As of Wednesday 1 July, any new small solar farms (under 5MW) built under the Feed-in Tariff (FiT)will get 28% less for every unit of electricity they generate, with the rate falling from 6.16p/kWh to 4.43p/kWh.
The cut will be disproportionately large for these projects thanks to a ‘hyperdegression’ in the tariff for ground-mounted solar.
The rules, as they stand, mean that the rate for ground-mounted solar projects is automatically cut if more than 17.5MW is installed under the subsidy scheme in any one quarter of the year.
Almost 100GW was installed in the first quarter of 2015.
The STA has previously raised concerns that design of the FiT, means just a small amount of solar deployment can trigger a very large cut in the tariff.
“This means smaller solar farms, including those where ownership is shared with the local community, will struggle to get built going forwards,” warned the trade body.

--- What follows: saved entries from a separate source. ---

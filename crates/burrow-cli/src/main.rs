//! # burrow-cli
//!
//! Command line for the Burrow package manager.
//!
//! This is the main entry point for the `burrow` tool. It handles command parsing,
//! sets up logging and error handling, and dispatches to the appropriate command handlers.

use camino::Utf8PathBuf;
use clap::{Args, Parser, Subcommand};
use std::process::ExitCode;
use tracing::{error, info};

use burrow_config::SettingsOverrides;
use burrow_core::error::{BurrowError, BurrowResult};
use burrow_core::types::Category;

mod commands;
mod output;

use commands::CommandContext;
use output::errors::ErrorFormatter;

/// Reproducible dependency locking for CRAN-style package repositories
#[derive(Parser)]
#[command(name = "burrow", version, about = "Resolve and lock R package dependencies")]
pub struct Cli {
    #[command(subcommand)]
    pub command: Commands,

    #[command(flatten)]
    pub settings: SettingsArgs,

    /// Enable verbose output
    #[arg(short, long, global = true)]
    pub verbose: bool,
}

/// Flags overriding user settings
#[derive(Args, Debug, Default)]
pub struct SettingsArgs {
    /// Cache directory
    #[arg(long, global = true, value_name = "DIR")]
    pub cache_dir: Option<Utf8PathBuf>,

    /// Maximum concurrent downloads
    #[arg(short, long, global = true, value_name = "N")]
    pub jobs: Option<usize>,

    /// Per-request timeout in seconds
    #[arg(long, global = true, value_name = "SECS")]
    pub timeout: Option<u64>,

    /// Runtime version that constraints on R are checked against
    #[arg(long, global = true, value_name = "VERSION")]
    pub runtime_version: Option<String>,
}

#[derive(Subcommand)]
pub enum Commands {
    /// Resolve dependencies and write burrow.lock
    Lock {
        /// Re-resolve even if the lock is up to date
        #[arg(long)]
        overwrite: bool,
        /// Keep the versions pinned by the existing lock where possible
        #[arg(long)]
        conservative: bool,
        /// Recompute archive fingerprints of the existing lock
        #[arg(long, conflicts_with_all = ["overwrite", "conservative"])]
        fix_hashes: bool,
    },
    /// Fetch locked packages and print the install plan
    Install {
        /// Fail instead of re-locking when the lock is missing or stale
        #[arg(long)]
        frozen: bool,
        /// Only install these categories (main, dev, doc)
        #[arg(long = "category", value_name = "CATEGORY")]
        categories: Vec<Category>,
    },
    /// Inspect or prune the download cache
    Cache {
        #[command(subcommand)]
        action: CacheCommand,
    },
}

#[derive(Subcommand)]
pub enum CacheCommand {
    /// List cached entries
    List,
    /// Remove one entry by digest
    Remove { digest: String },
    /// Remove every entry
    Clear,
}

impl From<SettingsArgs> for SettingsOverrides {
    fn from(args: SettingsArgs) -> Self {
        SettingsOverrides {
            cache_dir: args.cache_dir,
            max_concurrent_fetches: args.jobs,
            request_timeout_secs: args.timeout,
            index_ttl_secs: None,
            runtime_version: args.runtime_version,
        }
    }
}

fn main() -> ExitCode {
    let cli = Cli::parse();

    setup_logging(cli.verbose);
    setup_panic_handler();

    info!("Starting burrow v{}", env!("CARGO_PKG_VERSION"));

    match run_cli(cli) {
        Ok(()) => ExitCode::SUCCESS,
        Err(err) => {
            eprintln!("{}", ErrorFormatter::new().format_error(&err));
            ExitCode::FAILURE
        },
    }
}

fn run_cli(cli: Cli) -> BurrowResult<()> {
    // Create Tokio runtime for async operations
    let rt = tokio::runtime::Runtime::new()
        .map_err(|e| BurrowError::io("Failed to create async runtime".to_string(), e))?;

    rt.block_on(async {
        let ctx = CommandContext::new(cli.settings.into()).await?;
        commands::dispatch_command(cli.command, &ctx).await
    })
}

fn setup_logging(verbose: bool) {
    let level = if verbose { "debug" } else { "warn" };

    tracing_subscriber::fmt()
        .with_env_filter(format!(
            "burrow={level},burrow_core={level},burrow_cache={level},burrow_registry={level},\
             burrow_resolver={level},burrow_lockfile={level},burrow_config={level}"
        ))
        .with_target(false)
        .with_writer(std::io::stderr)
        .init();
}

fn setup_panic_handler() {
    std::panic::set_hook(Box::new(|panic_info| {
        error!("burrow encountered an unexpected error: {}", panic_info);
        eprintln!("burrow crashed! This is a bug.");
        eprintln!("Please report this at: https://github.com/burrow-pm/burrow/issues");
        eprintln!("Error: {}", panic_info);
    }));
}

Large scale roof projects (250kW+) will also reportedly face difficulties, despite just 70 projects being installed with FiT help since 2010. These projects are grouped together with the successful small-scale commercial roof market, whose subsidies are being cut thanks to the soaring number of installations.
STA head of external affairs Leonie Greene said:“The Feed-in Tariff helps to democratise energy in the UK because it enables homes, businesses, schools, farmers, communities and big industry to invest easily in solar power.
“But some of the FIT cuts make no sense, particularly for large solar roofs on factories and industrial buildings, or for community groups looking to invest in a local solar farm.
“The industry still awaits clear policies from Government but Ministers have spoken positively about community solar schemes and larger solar roofs, so we very much hope the new Government will correct the FIT to boost these markets. We have set out how easy and cost-effective it would be to do that in our Solar Independence Plan.”
The STA plan claims that raising tariff bands and degression points could help deliver an extra 3.1GW of FiT-funded installations at no extra cost, achieving price parity by 2020.